November 13, 2012

0382 CAMBODIA - Public transport, Cambodian style

Wikipedia say that "war and continuing fighting severely damaged Cambodia's transportation system - a system that had been inadequately developed in peacetime", and that "only about 50 percent of the roads and highways were covered with asphalt and were in good condition; about 50 percent of the roads were made of crushed stone, gravel, or improved earth; and the remaining approximately 30 percent were unimproved earth or were little more than tracks."

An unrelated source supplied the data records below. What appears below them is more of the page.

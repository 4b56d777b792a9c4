// ==========================================
// 库存运营看板 - 工作簿监听
// ==========================================
// 方式: 定时轮询数据目录下 .xls / .xlsx 的修改时间与大小
// 变化时: 全量重新导入 → 替换快照 → 重新输出
// 失败时: 保留上一份快照与输出，等待下一次变化
// ==========================================

use std::collections::BTreeMap;
use std::future::Future;
use std::path::{Path, PathBuf};
use std::sync::Arc;
use std::time::{Duration, SystemTime};

use tokio::time::MissedTickBehavior;
use tracing::{debug, error, info, warn};

use crate::app::state::{today, AppState};
use crate::importer::error::ImportResult;
use crate::importer::workbook_locator::list_workbook_files;

/// 目录指纹: 工作簿路径 → (修改时间, 文件大小)
pub type DirFingerprint = BTreeMap<PathBuf, (Option<SystemTime>, u64)>;

/// 计算数据目录的工作簿指纹
pub fn fingerprint(data_dir: &Path) -> ImportResult<DirFingerprint> {
    let mut fp = DirFingerprint::new();
    for path in list_workbook_files(data_dir)? {
        // 轮询期间文件可能被删除
        let Ok(meta) = std::fs::metadata(&path) else {
            continue;
        };
        fp.insert(path, (meta.modified().ok(), meta.len()));
    }
    Ok(fp)
}

/// 一次轮询的结果
#[derive(Debug, Clone, Copy, PartialEq, Eq)]
pub enum PollOutcome {
    Unchanged,
    Reloaded,
    Failed,
}

pub struct WorkbookWatcher {
    state: Arc<AppState>,
    interval: Duration,
    last: Option<DirFingerprint>,
}

impl WorkbookWatcher {
    pub fn new(state: Arc<AppState>) -> Self {
        let interval = state.config.watch_interval;
        Self {
            state,
            interval,
            last: None,
        }
    }

    /// 单次轮询；首次调用总会触发导入
    pub async fn poll_once(&mut self) -> PollOutcome {
        let data_dir = self.state.config.data_dir.clone();
        let fp = match fingerprint(&data_dir) {
            Ok(fp) => fp,
            Err(e) => {
                warn!(error = %e, "数据目录扫描失败");
                return PollOutcome::Failed;
            }
        };

        if self.last.as_ref() == Some(&fp) {
            return PollOutcome::Unchanged;
        }
        debug!(files = fp.len(), "检测到工作簿变化");
        self.last = Some(fp);

        let state = self.state.clone();
        match tokio::task::spawn_blocking(move || state.generate(today())).await {
            Ok(Ok(snapshot)) => {
                info!(
                    stock_items = snapshot.stock_items.len(),
                    "工作簿变化，数据集已重新生成"
                );
                PollOutcome::Reloaded
            }
            Ok(Err(e)) => {
                error!(error = %e, "重新导入失败，保留上一份输出");
                PollOutcome::Failed
            }
            Err(e) => {
                error!(error = %e, "导入任务异常退出");
                PollOutcome::Failed
            }
        }
    }

    /// 持续轮询直到 shutdown 完成
    pub async fn run_until<F>(mut self, shutdown: F)
    where
        F: Future<Output = ()>,
    {
        info!(
            data_dir = %self.state.config.data_dir.display(),
            interval_ms = self.interval.as_millis() as u64,
            "开始监听工作簿"
        );

        let mut ticker = tokio::time::interval(self.interval);
        ticker.set_missed_tick_behavior(MissedTickBehavior::Skip);
        tokio::pin!(shutdown);

        loop {
            tokio::select! {
                _ = &mut shutdown => {
                    info!("停止监听工作簿");
                    break;
                }
                _ = ticker.tick() => {
                    self.poll_once().await;
                }
            }
        }
    }
}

The road in the picture appears to be covered with asphalt, but probably the wheel loader bulldozer, which in this case replaces the bus, would have managed to circulate as well on a field. Zarah, who sent me this postcard, describes it better than I could do it: "This is the Cambodian way of life in the countryside. I call it the village mass transpo. These young men are actually field workers and they are brought home by this vehicle after a day's work. I love the countryside - life is much simpler, slower, and the peoples smiles are genuine!" I fully agree with Zarah and must thank both for the postcard, and for the very comprehensive explanation.

In other news, this postcard put me in trouble, because I didn't know in what category to place it (yes, I admit, I like to categorize things; maybe I yearn for a little order in this world more increasingly anarchic, more increasingly entropic). I noticed that many collectors use the tag "People of the world", more appropriate and more comprehensive than that used by me so far, "Traditions". But neither that doesn't satisfy me fully, so the present postcard gave me the rescuing idea: the tag will be named "People of the world and their lives'. It seems that Zarah has the gift to inspire people, because I'm not the first who extract an idea from her words.

About the stamp
The stamp is part of a serie of four (1000 KHR, 1500 KHR, 2800 KHR, 4000 KHR), issued with the occasion of the 30th anniversary of the discovery of the HIV virus. The FDC for this issue is dated June 5, 2011, which corresponds with the date suggested by the Universal Postal Union and UNAIDS, respectively, but the stamps were launched on June 29, 2011, in only 80,000 copies. Originally, they had to be five stamps in this set, but, due to financial constraints, as well as concerns expressed by some officials of the National AIDS Authority over the image depicted in the 500 riel stamp (two condoms? You can see them here), only 4 stamps were finally issued.

Transport in Cambodia - Wikipedia
Cambodian Stamps issued in 2011 - Stamps issued, or used, by Cambodia

sender: Zarah - Postcards crossing (direct swap)
sent from Phnom Penh (Cambodia), on 29.10.2012
photo: Kraig Lieb / 2008


  1. Thank you for your kind words, Dan. I'm very glad to know I inspire people. I think Cambodia and Cambodians inspire me, too. They are very friendly and resilient people and their smiles disarm you right away. They remind me so much of my own country. I think this is the reason why I'm so at home here in Cambodia.

    I'm surprised to see the postmark though. This means that the postcard was sent 4 days after I actually mailed it at the Post Office. I wonder why it took the PO so long?